Es scheint, als gelte Pressefreiheit und Schutz vor Verfolgung nur für westliche Journalisten.
2022 wurde Shireen Abu Akleh, eine prominente palästinensisch-amerikanische Korrespondentin von Al Jazeera, von einem israelischen Soldaten im Westjordanland erschossen. Trotzdem weigerte sich die Biden-Regierung, Israel zur Verantwortung zu ziehen. Diese Untätigkeit bestärkte Israels Gefühl der Straflosigkeit nur noch. Wenn israelische Führer keine Konsequenzen für die Tötung einer der angesehensten Journalistinnen der arabischen Welt – die auch US-Bürgerin war – fürchten mussten, warum sollten sie dann zögern, weitere palästinensische Journalisten in Gaza zu töten?

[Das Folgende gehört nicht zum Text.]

//! Application settings model
//!
//! This module defines the application-wide settings stored in config.toml.

use serde::{Deserialize, Serialize};

/// Application-wide settings
#[derive(Debug, Clone, PartialEq, Eq, Serialize, Deserialize)]
pub struct AppSettings {
    /// Endpoint used to seed the host field when creating the very first
    /// connection; ignored once the registry has entries
    #[serde(default, skip_serializing_if = "Option::is_none")]
    pub default_endpoint: Option<String>,
    /// Default log filter directive (overridable via `RUST_LOG`)
    #[serde(default = "default_log_filter")]
    pub log_filter: String,
}

fn default_log_filter() -> String {
    "info".to_string()
}

impl Default for AppSettings {
    fn default() -> Self {
        Self {
            default_endpoint: None,
            log_filter: default_log_filter(),
        }
    }
}

#[cfg(test)]
mod tests {
    use super::*;

    #[test]
    fn test_defaults() {
        let settings = AppSettings::default();
        assert!(settings.default_endpoint.is_none());
        assert_eq!(settings.log_filter, "info");
    }

    #[test]
    fn test_partial_file_fills_defaults() {
        let settings: AppSettings =
            toml::from_str("default_endpoint = \"http://localhost:8086\"").unwrap();
        assert_eq!(
            settings.default_endpoint.as_deref(),
            Some("http://localhost:8086")
        );
        assert_eq!(settings.log_filter, "info");
    }
}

Westliche Medien haben wiederholt gefordert, dass Israel ausländische Reporter nach Gaza lässt – eine Bitte, die Israel seit Oktober 2023 abgelehnt hat, mit Ausnahme einiger Journalisten, die mit seinem Militär eingebettet sind. Während diese Kampagne lobenswert ist, ist sie auch problematisch formuliert. Einige westliche Medien tun so, als könnten nur ausländische Journalisten unparteiische Berichte aus Gaza liefern.
Ein erfahrener BBC-Journalist, John Simpson, brachte diese Haltung kürzlich auf X zum Ausdruck: „Die Welt braucht ehrliche, unvoreingenommene Augenzeugenberichte, um Menschen zu helfen, sich über die großen Fragen unserer Zeit eine Meinung zu bilden. Dies war in Gaza bisher unmöglich.“
Das ist Unsinn – und zementiert die koloniale Denkweise, dass nur westliche (oft weiße) Journalisten als unparteiische Wahrheitssucher vertrauenswürdig sind. Es erinnert an Evelyn Waughs Scoop, eine Satire über Auslandskorrespondenten und sensationslüsterne Berichterstattung der 1930er Jahre. Leider ist Waughs Kritik heute noch aktuell.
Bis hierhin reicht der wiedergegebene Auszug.